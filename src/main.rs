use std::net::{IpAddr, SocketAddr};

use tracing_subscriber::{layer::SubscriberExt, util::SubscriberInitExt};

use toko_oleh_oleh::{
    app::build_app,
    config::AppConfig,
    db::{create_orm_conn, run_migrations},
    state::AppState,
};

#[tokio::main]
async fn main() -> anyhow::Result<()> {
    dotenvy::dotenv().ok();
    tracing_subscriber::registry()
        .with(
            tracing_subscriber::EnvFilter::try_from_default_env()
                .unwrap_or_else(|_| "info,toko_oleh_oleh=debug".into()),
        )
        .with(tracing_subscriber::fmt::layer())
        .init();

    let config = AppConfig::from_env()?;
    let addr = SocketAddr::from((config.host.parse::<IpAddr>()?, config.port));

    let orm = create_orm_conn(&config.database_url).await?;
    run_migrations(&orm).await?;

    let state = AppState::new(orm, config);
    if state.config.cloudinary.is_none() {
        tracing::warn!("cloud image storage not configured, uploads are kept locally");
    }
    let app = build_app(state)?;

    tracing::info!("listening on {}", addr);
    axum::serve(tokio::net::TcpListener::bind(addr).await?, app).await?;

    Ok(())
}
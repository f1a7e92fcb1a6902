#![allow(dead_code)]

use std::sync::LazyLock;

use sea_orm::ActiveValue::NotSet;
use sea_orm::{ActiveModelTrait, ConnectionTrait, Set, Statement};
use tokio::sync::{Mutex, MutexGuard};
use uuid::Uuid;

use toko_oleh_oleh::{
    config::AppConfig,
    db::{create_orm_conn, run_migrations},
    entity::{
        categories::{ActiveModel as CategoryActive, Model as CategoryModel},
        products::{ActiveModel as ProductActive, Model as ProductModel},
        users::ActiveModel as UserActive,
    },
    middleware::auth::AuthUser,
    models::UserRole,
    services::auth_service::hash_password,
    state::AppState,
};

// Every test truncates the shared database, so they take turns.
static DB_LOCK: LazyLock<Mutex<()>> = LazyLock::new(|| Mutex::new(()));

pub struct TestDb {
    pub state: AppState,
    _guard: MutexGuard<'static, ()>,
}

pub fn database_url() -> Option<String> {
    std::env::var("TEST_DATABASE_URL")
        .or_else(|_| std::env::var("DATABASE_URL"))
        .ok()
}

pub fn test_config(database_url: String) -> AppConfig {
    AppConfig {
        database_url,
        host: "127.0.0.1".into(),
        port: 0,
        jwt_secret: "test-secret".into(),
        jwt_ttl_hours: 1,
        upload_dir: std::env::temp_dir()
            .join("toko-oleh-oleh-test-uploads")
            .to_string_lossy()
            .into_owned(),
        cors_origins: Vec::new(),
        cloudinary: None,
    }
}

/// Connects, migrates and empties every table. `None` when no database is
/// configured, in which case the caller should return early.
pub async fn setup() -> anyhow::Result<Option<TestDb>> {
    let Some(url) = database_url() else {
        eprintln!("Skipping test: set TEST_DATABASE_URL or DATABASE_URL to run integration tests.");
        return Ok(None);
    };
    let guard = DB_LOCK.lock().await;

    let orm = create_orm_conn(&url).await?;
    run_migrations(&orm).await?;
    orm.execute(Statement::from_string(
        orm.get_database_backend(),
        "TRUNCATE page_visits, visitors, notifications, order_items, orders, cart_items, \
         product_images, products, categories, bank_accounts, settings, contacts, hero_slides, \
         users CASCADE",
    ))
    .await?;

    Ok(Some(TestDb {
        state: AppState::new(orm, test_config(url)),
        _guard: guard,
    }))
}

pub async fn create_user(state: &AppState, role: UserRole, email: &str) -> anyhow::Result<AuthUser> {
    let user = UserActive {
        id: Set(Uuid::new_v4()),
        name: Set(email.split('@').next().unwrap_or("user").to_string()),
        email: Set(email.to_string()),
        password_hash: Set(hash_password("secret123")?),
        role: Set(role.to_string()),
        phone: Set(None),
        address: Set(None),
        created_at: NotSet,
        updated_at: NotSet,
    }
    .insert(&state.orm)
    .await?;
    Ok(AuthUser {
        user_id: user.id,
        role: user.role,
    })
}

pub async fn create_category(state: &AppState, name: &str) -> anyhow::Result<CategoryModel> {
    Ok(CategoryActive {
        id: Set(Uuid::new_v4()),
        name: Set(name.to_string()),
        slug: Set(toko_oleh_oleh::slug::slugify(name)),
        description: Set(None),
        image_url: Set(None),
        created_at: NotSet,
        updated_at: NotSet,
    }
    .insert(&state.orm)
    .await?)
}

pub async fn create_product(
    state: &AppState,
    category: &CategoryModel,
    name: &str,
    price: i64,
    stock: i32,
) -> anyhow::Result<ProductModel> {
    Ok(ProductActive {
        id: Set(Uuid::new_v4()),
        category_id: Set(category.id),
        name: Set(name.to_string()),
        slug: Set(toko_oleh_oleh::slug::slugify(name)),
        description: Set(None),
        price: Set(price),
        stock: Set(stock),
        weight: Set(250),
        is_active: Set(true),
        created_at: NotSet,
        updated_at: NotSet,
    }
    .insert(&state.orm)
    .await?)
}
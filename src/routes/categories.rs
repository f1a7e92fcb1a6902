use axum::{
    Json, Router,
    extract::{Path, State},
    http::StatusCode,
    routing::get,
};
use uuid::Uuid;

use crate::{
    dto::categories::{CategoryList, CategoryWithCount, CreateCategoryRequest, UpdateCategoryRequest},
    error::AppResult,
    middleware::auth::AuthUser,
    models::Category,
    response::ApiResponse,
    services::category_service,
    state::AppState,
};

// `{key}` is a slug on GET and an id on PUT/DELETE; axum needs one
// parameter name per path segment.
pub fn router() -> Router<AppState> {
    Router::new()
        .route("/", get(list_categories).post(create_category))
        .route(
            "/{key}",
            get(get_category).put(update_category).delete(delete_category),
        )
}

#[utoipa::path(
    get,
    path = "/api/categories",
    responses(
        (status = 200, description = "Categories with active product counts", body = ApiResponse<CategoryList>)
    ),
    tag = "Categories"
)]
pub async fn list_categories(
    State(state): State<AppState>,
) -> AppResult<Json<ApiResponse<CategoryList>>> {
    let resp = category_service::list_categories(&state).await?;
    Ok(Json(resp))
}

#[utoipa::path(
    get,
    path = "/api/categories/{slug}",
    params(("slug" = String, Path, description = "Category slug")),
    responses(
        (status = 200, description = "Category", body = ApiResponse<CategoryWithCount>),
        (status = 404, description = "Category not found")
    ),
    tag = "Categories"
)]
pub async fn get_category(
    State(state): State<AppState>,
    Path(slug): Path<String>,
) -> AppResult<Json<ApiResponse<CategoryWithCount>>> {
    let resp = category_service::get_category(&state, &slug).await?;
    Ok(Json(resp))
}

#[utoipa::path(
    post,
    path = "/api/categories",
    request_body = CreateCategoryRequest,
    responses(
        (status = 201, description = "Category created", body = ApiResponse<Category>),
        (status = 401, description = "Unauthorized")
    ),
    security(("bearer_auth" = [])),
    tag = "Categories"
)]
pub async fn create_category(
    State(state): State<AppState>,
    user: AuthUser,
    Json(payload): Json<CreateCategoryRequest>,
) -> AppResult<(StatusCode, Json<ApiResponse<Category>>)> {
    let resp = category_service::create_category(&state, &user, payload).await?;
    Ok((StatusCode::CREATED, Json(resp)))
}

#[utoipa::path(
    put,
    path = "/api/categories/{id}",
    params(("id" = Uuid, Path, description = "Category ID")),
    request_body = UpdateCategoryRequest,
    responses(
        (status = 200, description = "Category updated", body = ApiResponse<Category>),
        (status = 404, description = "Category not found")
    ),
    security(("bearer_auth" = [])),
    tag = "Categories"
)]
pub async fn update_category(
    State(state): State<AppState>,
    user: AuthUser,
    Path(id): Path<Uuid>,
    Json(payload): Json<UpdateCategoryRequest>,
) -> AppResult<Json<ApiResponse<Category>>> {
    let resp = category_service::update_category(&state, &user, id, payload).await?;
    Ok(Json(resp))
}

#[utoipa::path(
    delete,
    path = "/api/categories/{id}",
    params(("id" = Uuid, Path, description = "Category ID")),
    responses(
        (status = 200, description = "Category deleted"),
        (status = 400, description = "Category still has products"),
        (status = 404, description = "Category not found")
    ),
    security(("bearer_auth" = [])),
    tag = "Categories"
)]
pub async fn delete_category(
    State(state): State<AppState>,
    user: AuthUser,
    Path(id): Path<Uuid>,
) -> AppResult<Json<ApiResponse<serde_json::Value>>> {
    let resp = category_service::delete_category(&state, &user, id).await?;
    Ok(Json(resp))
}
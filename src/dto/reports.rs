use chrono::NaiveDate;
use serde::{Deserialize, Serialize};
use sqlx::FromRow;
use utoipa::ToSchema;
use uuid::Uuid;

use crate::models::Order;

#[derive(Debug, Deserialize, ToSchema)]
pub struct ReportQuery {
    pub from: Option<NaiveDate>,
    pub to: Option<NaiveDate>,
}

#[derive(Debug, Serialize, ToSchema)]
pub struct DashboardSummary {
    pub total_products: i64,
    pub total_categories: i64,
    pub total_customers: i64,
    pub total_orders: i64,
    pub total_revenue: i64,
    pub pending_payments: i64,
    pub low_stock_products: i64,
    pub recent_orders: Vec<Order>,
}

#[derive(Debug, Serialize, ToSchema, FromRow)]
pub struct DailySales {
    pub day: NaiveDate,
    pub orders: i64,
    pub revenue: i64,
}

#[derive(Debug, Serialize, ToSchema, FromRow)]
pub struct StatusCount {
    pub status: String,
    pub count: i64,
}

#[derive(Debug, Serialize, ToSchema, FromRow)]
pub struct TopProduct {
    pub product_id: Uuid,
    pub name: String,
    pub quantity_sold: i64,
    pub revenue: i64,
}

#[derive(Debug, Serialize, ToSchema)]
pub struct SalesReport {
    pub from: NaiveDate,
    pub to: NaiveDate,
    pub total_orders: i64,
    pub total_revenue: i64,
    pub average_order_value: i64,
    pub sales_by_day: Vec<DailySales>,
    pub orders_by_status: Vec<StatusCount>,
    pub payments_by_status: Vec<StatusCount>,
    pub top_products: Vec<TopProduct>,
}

● ● ● ● ● ● ●

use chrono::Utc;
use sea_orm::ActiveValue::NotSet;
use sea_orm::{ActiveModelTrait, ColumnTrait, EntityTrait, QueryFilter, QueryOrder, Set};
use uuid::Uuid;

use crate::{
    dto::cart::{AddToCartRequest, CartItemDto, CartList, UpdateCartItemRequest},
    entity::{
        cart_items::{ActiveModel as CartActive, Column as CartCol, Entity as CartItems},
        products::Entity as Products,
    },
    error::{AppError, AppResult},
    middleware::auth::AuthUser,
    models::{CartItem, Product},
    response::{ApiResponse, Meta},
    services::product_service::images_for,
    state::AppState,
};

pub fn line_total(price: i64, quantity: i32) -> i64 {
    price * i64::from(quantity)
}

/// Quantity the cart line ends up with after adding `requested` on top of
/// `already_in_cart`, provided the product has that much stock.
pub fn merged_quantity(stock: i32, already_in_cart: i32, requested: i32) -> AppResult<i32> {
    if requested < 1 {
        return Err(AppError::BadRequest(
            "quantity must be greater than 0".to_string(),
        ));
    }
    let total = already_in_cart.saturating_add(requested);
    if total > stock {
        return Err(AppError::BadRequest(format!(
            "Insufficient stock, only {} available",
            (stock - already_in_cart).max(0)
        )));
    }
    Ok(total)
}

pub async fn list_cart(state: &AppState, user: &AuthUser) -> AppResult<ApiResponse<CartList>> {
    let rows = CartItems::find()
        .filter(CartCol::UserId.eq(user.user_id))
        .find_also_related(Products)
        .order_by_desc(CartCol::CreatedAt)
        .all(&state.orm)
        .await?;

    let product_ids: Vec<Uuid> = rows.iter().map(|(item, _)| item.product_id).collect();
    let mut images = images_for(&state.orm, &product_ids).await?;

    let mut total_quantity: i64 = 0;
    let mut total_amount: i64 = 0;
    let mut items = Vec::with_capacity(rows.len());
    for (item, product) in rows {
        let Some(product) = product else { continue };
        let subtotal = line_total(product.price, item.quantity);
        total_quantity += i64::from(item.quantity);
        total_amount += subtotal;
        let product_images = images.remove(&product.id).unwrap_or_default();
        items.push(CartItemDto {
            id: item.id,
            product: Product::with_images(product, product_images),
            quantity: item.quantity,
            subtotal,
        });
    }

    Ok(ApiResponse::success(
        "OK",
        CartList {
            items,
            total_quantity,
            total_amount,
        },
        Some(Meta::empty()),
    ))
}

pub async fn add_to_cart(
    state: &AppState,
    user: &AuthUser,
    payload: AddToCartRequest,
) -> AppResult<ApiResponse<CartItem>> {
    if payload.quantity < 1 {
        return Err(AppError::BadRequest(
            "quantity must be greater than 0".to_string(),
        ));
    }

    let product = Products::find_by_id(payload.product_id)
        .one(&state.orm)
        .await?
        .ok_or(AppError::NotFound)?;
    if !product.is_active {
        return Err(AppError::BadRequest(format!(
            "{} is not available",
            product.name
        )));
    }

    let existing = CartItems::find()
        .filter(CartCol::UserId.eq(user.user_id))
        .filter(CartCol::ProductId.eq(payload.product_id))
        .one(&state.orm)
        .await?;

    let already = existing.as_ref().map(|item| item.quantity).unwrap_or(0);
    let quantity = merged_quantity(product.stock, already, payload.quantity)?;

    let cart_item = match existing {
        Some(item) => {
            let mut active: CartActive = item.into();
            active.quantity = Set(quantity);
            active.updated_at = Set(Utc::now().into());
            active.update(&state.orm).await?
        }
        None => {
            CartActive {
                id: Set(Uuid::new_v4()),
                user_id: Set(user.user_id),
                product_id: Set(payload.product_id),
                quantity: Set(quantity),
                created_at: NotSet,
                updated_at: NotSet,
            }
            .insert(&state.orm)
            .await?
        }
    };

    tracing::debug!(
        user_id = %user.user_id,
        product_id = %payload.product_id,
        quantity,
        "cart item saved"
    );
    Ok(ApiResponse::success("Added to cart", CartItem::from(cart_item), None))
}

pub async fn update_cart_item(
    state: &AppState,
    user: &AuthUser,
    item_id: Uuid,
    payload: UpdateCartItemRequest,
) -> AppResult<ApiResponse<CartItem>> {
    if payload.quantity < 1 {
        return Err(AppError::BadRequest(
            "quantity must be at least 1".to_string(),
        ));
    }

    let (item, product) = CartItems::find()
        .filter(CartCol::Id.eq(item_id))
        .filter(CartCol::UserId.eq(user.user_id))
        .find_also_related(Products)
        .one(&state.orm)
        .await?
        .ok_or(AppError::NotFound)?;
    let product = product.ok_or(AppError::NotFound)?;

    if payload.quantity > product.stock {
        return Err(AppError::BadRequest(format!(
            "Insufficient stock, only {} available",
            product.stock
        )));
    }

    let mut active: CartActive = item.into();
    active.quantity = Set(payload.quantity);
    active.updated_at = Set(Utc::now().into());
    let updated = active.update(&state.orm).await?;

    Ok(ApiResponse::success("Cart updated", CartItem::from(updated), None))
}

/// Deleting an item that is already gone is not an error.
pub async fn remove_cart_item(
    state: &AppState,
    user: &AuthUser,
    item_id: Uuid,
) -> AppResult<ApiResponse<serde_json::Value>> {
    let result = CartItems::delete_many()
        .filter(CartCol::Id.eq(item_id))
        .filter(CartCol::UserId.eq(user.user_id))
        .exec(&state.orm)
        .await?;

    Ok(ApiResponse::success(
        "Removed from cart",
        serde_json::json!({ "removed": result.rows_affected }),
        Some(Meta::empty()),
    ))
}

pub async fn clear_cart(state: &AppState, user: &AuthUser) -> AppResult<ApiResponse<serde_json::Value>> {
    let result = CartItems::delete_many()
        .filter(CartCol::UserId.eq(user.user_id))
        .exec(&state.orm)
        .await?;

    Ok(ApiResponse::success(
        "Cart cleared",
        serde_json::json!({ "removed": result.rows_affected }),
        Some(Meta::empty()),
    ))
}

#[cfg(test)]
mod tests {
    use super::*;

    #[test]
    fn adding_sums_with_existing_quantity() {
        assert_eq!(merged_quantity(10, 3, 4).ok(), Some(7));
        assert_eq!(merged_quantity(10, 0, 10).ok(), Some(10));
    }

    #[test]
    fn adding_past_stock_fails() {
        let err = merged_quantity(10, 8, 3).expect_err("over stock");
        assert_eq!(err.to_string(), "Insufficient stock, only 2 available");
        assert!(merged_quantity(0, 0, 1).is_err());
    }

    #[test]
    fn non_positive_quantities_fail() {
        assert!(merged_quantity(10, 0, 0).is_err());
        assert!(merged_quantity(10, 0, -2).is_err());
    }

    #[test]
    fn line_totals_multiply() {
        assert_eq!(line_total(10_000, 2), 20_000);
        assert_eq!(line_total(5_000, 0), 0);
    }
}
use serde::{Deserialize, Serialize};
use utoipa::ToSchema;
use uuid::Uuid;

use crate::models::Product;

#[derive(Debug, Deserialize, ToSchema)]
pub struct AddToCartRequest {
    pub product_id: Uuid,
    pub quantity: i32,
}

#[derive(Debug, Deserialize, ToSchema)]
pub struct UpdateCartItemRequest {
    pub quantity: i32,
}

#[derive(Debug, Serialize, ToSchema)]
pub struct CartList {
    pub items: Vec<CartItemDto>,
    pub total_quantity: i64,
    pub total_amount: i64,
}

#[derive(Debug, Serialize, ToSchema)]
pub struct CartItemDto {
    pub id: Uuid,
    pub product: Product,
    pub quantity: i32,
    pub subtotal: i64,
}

● ● ● ● ● ● ●

PROBLEM TO WORK ON. Report the number of lines above holding "StatusCode", and only that.

SOLUTION TO THE PROBLEM. 3